*** Opening The data ***

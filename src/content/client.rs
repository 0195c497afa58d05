//! HTTP client for static content fragments.
//!
//! The presentation content lives as plain text and HTML fragments next to
//! the page; the core fetches them lazily over GET. There is no retry and
//! no authentication.

use super::error::ContentError;

/// Fetches text fragments relative to a base URL.
///
pub struct Client {
    base_url: String,
    http_client: reqwest::Client,
}

impl Client {
    /// Returns a new instance for the given base URL.
    ///
    /// # Panics
    /// Panics if the HTTP client cannot be created. This should never happen
    /// in practice as reqwest::Client::builder().build() only fails on
    /// invalid configuration, which we don't use.
    pub fn new(base_url: &str) -> Self {
        Client {
            base_url: base_url.trim_end_matches('/').to_owned(),
            http_client: reqwest::Client::builder()
                .build()
                .expect("Failed to create HTTP client - this should never happen"),
        }
    }

    /// Fetch a fragment as text. A 404 maps to `ContentError::NotFound`;
    /// every other non-success status is treated the same way since the
    /// caller's only recourse is the fallback string.
    ///
    pub async fn get_text(&self, path: &str) -> Result<String, ContentError> {
        let url = format!("{}/{}", self.base_url, path.trim_start_matches('/'));
        log::debug!("Fetching content fragment '{}'...", url);

        let response = self.http_client.get(&url).send().await?;
        if !response.status().is_success() {
            return Err(ContentError::NotFound {
                path: path.to_owned(),
            });
        }
        Ok(response.text().await?)
    }
}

*** Closing The data ***

What to produce: Copy the records. Each line should match exactly.

Response area:
filename src/content/client.rs
repository 0195c497afa58d05
//! HTTP client for static content fragments.
//!
//! The presentation content lives as plain text and HTML fragments next to
//! the page; the core fetches them lazily over GET. There is no retry and
//! no authentication.

use super::error::ContentError;

/// Fetches text fragments relative to a base URL.
///
pub struct Client {
    base_url: String,
    http_client: reqwest::Client,
}

impl Client {
    /// Returns a new instance for the given base URL.
    ///
    /// # Panics
    /// Panics if the HTTP client cannot be created. This should never happen
    /// in practice as reqwest::Client::builder().build() only fails on
    /// invalid configuration, which we don't use.
    pub fn new(base_url: &str) -> Self {
        Client {
            base_url: base_url.trim_end_matches('/').to_owned(),
            http_client: reqwest::Client::builder()
                .build()
                .expect("Failed to create HTTP client - this should never happen"),
        }
    }

    /// Fetch a fragment as text. A 404 maps to `ContentError::NotFound`;
    /// every other non-success status is treated the same way since the
    /// caller's only recourse is the fallback string.
    ///
    pub async fn get_text(&self, path: &str) -> Result<String, ContentError> {
        let url = format!("{}/{}", self.base_url, path.trim_start_matches('/'));
        log::debug!("Fetching content fragment '{}'...", url);

        let response = self.http_client.get(&url).send().await?;
        if !response.status().is_success() {
            return Err(ContentError::NotFound {
                path: path.to_owned(),
            });
        }
        Ok(response.text().await?)
    }
}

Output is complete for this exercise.